Hardwick gives his all to this performance as Synge’s tragic anti-hero, pulling the audience along with him and making it hard work to decide whether young Mr Mahon is a victim or a villain.

Éanna Hardwicke plays Christy Mahon (Pic: Marc Brenner)

Either way, he and Pegeen strike up an instant connection - with Christy’s father-killing, bad boy ways only serving to increase her attraction to him.

Coughlan and Hardwick more than do justice to their roles, with a palpable sense of the yearning between them soon filling the room.

In no time at all Pegeen has discarded her plans to wed suitor Shawn Keogh – played by the hilariously well-timed Marty Rea - to put all her eggs in the father-killer’s basket.

But she is not the only one.

Within hours of Christy’s arrival, news of the new single man in town has spread like wildfire through the village and all the available women make a beeline to the door of Pegeen Mike’s bar.

Among them is the superb Siobhán McSweeney, who, as the lustful Widow Quin, would appear the least likely to gain the attention of young Christy, but is in fact the most overtly up for the challenge.

Clad in tight leather, with regular skirt-hitching and leg-raising, the Widow Quin is on a mission to get what she can from the situation that has presented itself to this tight-knit community.

If not love and a toy boy, then it will be some form of compensation for moving him out of town from those who wish to see the back of him.

Éanna Hardwicke. and Siobhán McSweeney (Pic: Marc Brenner)

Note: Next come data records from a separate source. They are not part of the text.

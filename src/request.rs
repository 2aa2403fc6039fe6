//! Per-opcode parameter contracts.
//!
//! Each helper extracts and validates the typed arguments one family of
//! methods needs, failing fast with the protocol error the dispatcher will
//! report. Nothing here touches storage; validation fully precedes any
//! response byte.

use crate::error::{PixError, Result};
use crate::geometry::{Coord, PixelShape, Region};
use crate::method::Method;
use crate::params::Params;
use crate::types::ObjectId;

/// Validated arguments of a creation request.
#[derive(Debug, Clone, Copy, PartialEq, Eq)]
pub struct NewPixelsSpec {
    pub shape: PixelShape,
    pub bytes_per_pixel: u8,
    pub signed: bool,
    pub float: bool,
}

impl NewPixelsSpec {
    /// Parse `Dims` plus the `IsSigned`/`IsFloat` flags.
    ///
    /// `Dims` must carry six positive integers (X,Y,Z,C,T,bytesPerPixel).
    /// Float pixels force signed; an explicit `IsSigned=0` combined with
    /// float is rejected, as is any float depth other than 4 bytes.
    pub fn parse(params: &Params) -> Result<Self> {
        let dims = params
            .get_i64_list("Dims")
            .ok_or_else(|| PixError::missing("Dims"))?;
        if dims.len() < 6 || dims[..6].iter().any(|&v| v < 1) {
            return Err(PixError::Malformed(
                "Dims improperly formed. Expecting numX,numY,numZ,numC,numT,numB, all positive integers"
                    .to_string(),
            ));
        }

        let float = params.flag_set("IsFloat");
        let mut signed = float;
        match params.flag("IsSigned") {
            Some(true) => signed = true,
            Some(false) if float => {
                return Err(PixError::Malformed(
                    "IsSigned must be 1 for floating-point pixels".to_string(),
                ));
            }
            _ => {}
        }

        let bp = dims[5];
        if !(bp == 1 || bp == 2 || bp == 4) {
            return Err(PixError::Malformed(format!(
                "Bytes per pixel must be 1, 2 or 4, not {}",
                bp
            )));
        }
        if float && bp != 4 {
            return Err(PixError::Malformed(format!(
                "Bytes per pixel must be 4 for floating-point pixels, not {}",
                bp
            )));
        }

        Ok(Self {
            shape: PixelShape::new(
                dims[0] as u32,
                dims[1] as u32,
                dims[2] as u32,
                dims[3] as u32,
                dims[4] as u32,
            ),
            bytes_per_pixel: bp as u8,
            signed,
            float,
        })
    }
}

/// Extract the `PixelsID` under the per-method exemption rules.
///
/// A present identifier must be positive for every method; an absent one is
/// only an error for methods outside the exemption set.
pub fn pixels_id(method: Method, params: &Params) -> Result<Option<ObjectId>> {
    match params.get("PixelsID") {
        Some(_) => {
            // best-effort parse: garbage is the same as absent
            match params.get_u64("PixelsID") {
                Some(id) if id > 0 => Ok(Some(id)),
                Some(_) => Err(PixError::Malformed("PixelsID must be positive".to_string())),
                None => missing_unless_exempt(method),
            }
        }
        None => missing_unless_exempt(method),
    }
}

fn missing_unless_exempt(method: Method) -> Result<Option<ObjectId>> {
    if method.requires_pixels_id() {
        Err(PixError::missing("PixelsID"))
    } else {
        Ok(None)
    }
}

/// Extract a required, positive `FileID`.
pub fn file_id(params: &Params) -> Result<ObjectId> {
    match params.get_u64("FileID") {
        Some(id) if id > 0 => Ok(id),
        _ => Err(PixError::missing("FileID")),
    }
}

/// The request's coordinate parameters; absent or unparsable axes stay
/// unconstrained. X is never carried as a parameter.
pub fn coords(params: &Params) -> Coord {
    Coord::new(
        Coord::UNSET,
        params.get_i64("theY").unwrap_or(Coord::UNSET),
        params.get_i64("theZ").unwrap_or(Coord::UNSET),
        params.get_i64("theC").unwrap_or(Coord::UNSET),
        params.get_i64("theT").unwrap_or(Coord::UNSET),
    )
}

/// The region selector a pixel-scoped method operates on.
pub fn region_for(method: Method, params: &Params) -> Result<Region> {
    let at = coords(params);
    match method {
        Method::SetPixels | Method::GetPixels | Method::Convert => Ok(Region::WholeSet),
        Method::SetStack | Method::GetStack | Method::ConvertStack => Ok(Region::Stack {
            c: at.c,
            t: at.t,
        }),
        Method::SetPlane | Method::GetPlane | Method::ConvertPlane | Method::ConvertTiff => {
            Ok(Region::Plane {
                z: at.z,
                c: at.c,
                t: at.t,
            })
        }
        Method::SetRows | Method::GetRows | Method::ConvertRows => Ok(Region::RowRange {
            y: at.y,
            z: at.z,
            c: at.c,
            t: at.t,
            rows: params.get_i64("nRows").unwrap_or(1),
        }),
        Method::SetRoi | Method::GetRoi => roi(params),
        _ => Err(PixError::Malformed(format!(
            "{} has no region scope",
            method.name()
        ))),
    }
}

/// Parse the `ROI` parameter: ten comma-separated integers
/// x0,y0,z0,c0,t0,x1,y1,z1,c1,t1.
pub fn roi(params: &Params) -> Result<Region> {
    let raw = params
        .get_i64_list("ROI")
        .ok_or_else(|| PixError::missing("ROI"))?;
    if raw.len() < 10 {
        return Err(PixError::Malformed(
            "ROI improperly formed. Expected x0,y0,z0,c0,t0,x1,y1,z1,c1,t1".to_string(),
        ));
    }
    Ok(Region::Box {
        lo: Coord::new(raw[0], raw[1], raw[2], raw[3], raw[4]),
        hi: Coord::new(raw[5], raw[6], raw[7], raw[8], raw[9]),
    })
}

/// Effective byte span of a file read.
#[derive(Debug, Clone, Copy, PartialEq, Eq)]
pub struct ReadSpan {
    pub offset: u64,
    pub length: u64,
    /// True when the span covers the entire file; governs the disposition
    /// header.
    pub whole_file: bool,
}

/// Resolve `Offset`/`Length` against the file's length.
///
/// Defaults are 0 and the remaining bytes. An offset at or past EOF fails;
/// a length running past EOF is silently truncated.
pub fn read_span(params: &Params, file_length: u64) -> Result<ReadSpan> {
    let offset = params.get_u64("Offset").unwrap_or(0);
    if offset >= file_length {
        return Err(PixError::OutOfRange(
            "Offset is greater than the file's length".to_string(),
        ));
    }
    let remaining = file_length - offset;
    let length = params.get_u64("Length").unwrap_or(remaining).min(remaining);
    Ok(ReadSpan {
        offset,
        length,
        whole_file: offset == 0 && length == file_length,
    })
}

/// Required upload size for upload and export-via-upload operations.
pub fn upload_size(params: &Params) -> Result<u64> {
    params
        .get_u64("UploadSize")
        .ok_or_else(|| PixError::missing("UploadSize"))
}

/// Validated arguments of an archive request.
#[derive(Debug, Clone, PartialEq, Eq)]
pub struct ArchiveSpec {
    pub file_ids: Vec<ObjectId>,
    pub name: String,
}

impl ArchiveSpec {
    /// `FileID` is a comma-separated identifier list; `OrigName` is
    /// optional with a fixed default.
    pub fn parse(params: &Params) -> Result<Self> {
        let file_ids = params
            .get_u64_list("FileID")
            .filter(|ids| !ids.is_empty())
            .ok_or_else(|| PixError::missing("FileID"))?;
        Ok(Self {
            file_ids,
            name: params.get("OrigName").unwrap_or("images").to_string(),
        })
    }
}

/// Optional thumbnail size: "x,y", both positive when given.
pub fn thumb_size(params: &Params) -> Result<Option<(u32, u32)>> {
    let Some(raw) = params.get_i64_list("Size") else {
        return Ok(None);
    };
    if raw.len() < 2 {
        return Ok(None);
    }
    if raw[0] <= 0 || raw[1] <= 0 {
        return Err(PixError::Malformed(
            "Thumbnail size cannot be zero or negative".to_string(),
        ));
    }
    Ok(Some((raw[0] as u32, raw[1] as u32)))
}

#[cfg(test)]
mod tests {
    use super::*;

    #[test]
    fn test_creation_contract() {
        let spec = NewPixelsSpec::parse(&Params::from_pairs([("Dims", "4,4,1,1,1,2")])).unwrap();
        assert_eq!(spec.shape, PixelShape::new(4, 4, 1, 1, 1));
        assert_eq!(spec.bytes_per_pixel, 2);
        assert!(!spec.signed);
        assert!(!spec.float);

        // any zero axis fails
        assert!(NewPixelsSpec::parse(&Params::from_pairs([("Dims", "4,0,1,1,1,2")])).is_err());
        // bp=3 fails
        assert!(NewPixelsSpec::parse(&Params::from_pairs([("Dims", "4,4,1,1,1,3")])).is_err());
        // five fields is malformed
        assert!(NewPixelsSpec::parse(&Params::from_pairs([("Dims", "4,4,1,1,1")])).is_err());
        // missing entirely
        assert!(matches!(
            NewPixelsSpec::parse(&Params::from_pairs::<&str, &str, _>([])),
            Err(PixError::MissingParameter(_))
        ));
    }

    #[test]
    fn test_float_rules() {
        // float forces signed
        let spec = NewPixelsSpec::parse(&Params::from_pairs([
            ("Dims", "4,4,1,1,1,4"),
            ("IsFloat", "1"),
        ]))
        .unwrap();
        assert!(spec.float && spec.signed);

        // float with bp=2 fails
        assert!(NewPixelsSpec::parse(&Params::from_pairs([
            ("Dims", "4,4,1,1,1,2"),
            ("IsFloat", "true"),
        ]))
        .is_err());

        // float with an explicit unsigned flag fails
        assert!(NewPixelsSpec::parse(&Params::from_pairs([
            ("Dims", "4,4,1,1,1,4"),
            ("IsFloat", "1"),
            ("IsSigned", "0"),
        ]))
        .is_err());
    }

    #[test]
    fn test_pixels_id_rules() {
        let p = Params::from_pairs([("PixelsID", "12")]);
        assert_eq!(pixels_id(Method::GetPixels, &p).unwrap(), Some(12));

        let p = Params::from_pairs([("PixelsID", "0")]);
        assert!(pixels_id(Method::GetPixels, &p).is_err());
        // positivity holds even for exempt methods
        assert!(pixels_id(Method::ZipFiles, &p).is_err());

        let p = Params::from_pairs::<&str, &str, _>([]);
        assert!(pixels_id(Method::GetPixels, &p).is_err());
        assert_eq!(pixels_id(Method::NewPixels, &p).unwrap(), None);

        // unparsable is absent
        let p = Params::from_pairs([("PixelsID", "twelve")]);
        assert!(pixels_id(Method::GetPixels, &p).is_err());
        assert_eq!(pixels_id(Method::UploadFile, &p).unwrap(), None);
    }

    #[test]
    fn test_read_span_truncation() {
        let p = Params::from_pairs([("Offset", "90"), ("Length", "50")]);
        let span = read_span(&p, 100).unwrap();
        assert_eq!(span.offset, 90);
        assert_eq!(span.length, 10);
        assert!(!span.whole_file);

        let p = Params::from_pairs([("Offset", "100")]);
        assert!(read_span(&p, 100).is_err());

        let p = Params::from_pairs::<&str, &str, _>([]);
        let span = read_span(&p, 100).unwrap();
        assert_eq!((span.offset, span.length), (0, 100));
        assert!(span.whole_file);
    }

    #[test]
    fn test_region_selection() {
        let p = Params::from_pairs([("theC", "1"), ("theT", "0")]);
        assert_eq!(
            region_for(Method::GetStack, &p).unwrap(),
            Region::Stack { c: 1, t: 0 }
        );

        let p = Params::from_pairs([("theY", "2"), ("theZ", "0"), ("theC", "0"), ("theT", "0")]);
        assert_eq!(
            region_for(Method::SetRows, &p).unwrap(),
            Region::RowRange {
                y: 2,
                z: 0,
                c: 0,
                t: 0,
                rows: 1
            }
        );

        // absent coordinates stay unconstrained; completeness is judged at
        // span resolution, not here
        let p = Params::from_pairs::<&str, &str, _>([]);
        assert_eq!(
            region_for(Method::GetPlane, &p).unwrap(),
            Region::Plane { z: -1, c: -1, t: -1 }
        );
    }

    #[test]
    fn test_roi_contract() {
        let p = Params::from_pairs([("ROI", "0,0,0,0,0,3,3,0,0,0")]);
        let region = roi(&p).unwrap();
        assert_eq!(
            region,
            Region::Box {
                lo: Coord::new(0, 0, 0, 0, 0),
                hi: Coord::new(3, 3, 0, 0, 0),
            }
        );

        let p = Params::from_pairs([("ROI", "0,0,0,0,0,3,3")]);
        assert!(roi(&p).is_err());
        let p = Params::from_pairs::<&str, &str, _>([]);
        assert!(matches!(roi(&p), Err(PixError::MissingParameter(_))));
    }

    #[test]
    fn test_archive_spec() {
        let p = Params::from_pairs([("FileID", "1,5,9")]);
        let spec = ArchiveSpec::parse(&p).unwrap();
        assert_eq!(spec.file_ids, vec![1, 5, 9]);
        assert_eq!(spec.name, "images");

        let p = Params::from_pairs([("FileID", "1"), ("OrigName", "run42")]);
        assert_eq!(ArchiveSpec::parse(&p).unwrap().name, "run42");

        let p = Params::from_pairs::<&str, &str, _>([]);
        assert!(ArchiveSpec::parse(&p).is_err());
    }

    #[test]
    fn test_thumb_size() {
        let p = Params::from_pairs([("Size", "64,48")]);
        assert_eq!(thumb_size(&p).unwrap(), Some((64, 48)));
        let p = Params::from_pairs([("Size", "0,48")]);
        assert!(thumb_size(&p).is_err());
        let p = Params::from_pairs::<&str, &str, _>([]);
        assert_eq!(thumb_size(&p).unwrap(), None);
    }
}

Some of the best scenes of this production feature Coughlan and McSweeney, who are well-known to each other through their past work on Derry Girls, as they face off over the young eligible man in their midst.

The pair are as well matched here as they were in their Derry past life, and we watch on with genuine delight as their battle grows to epic proportions.

Ultimately there is as much tragedy as there is humour in this production, but it is captivating viewing and well worth a visit while it is in town.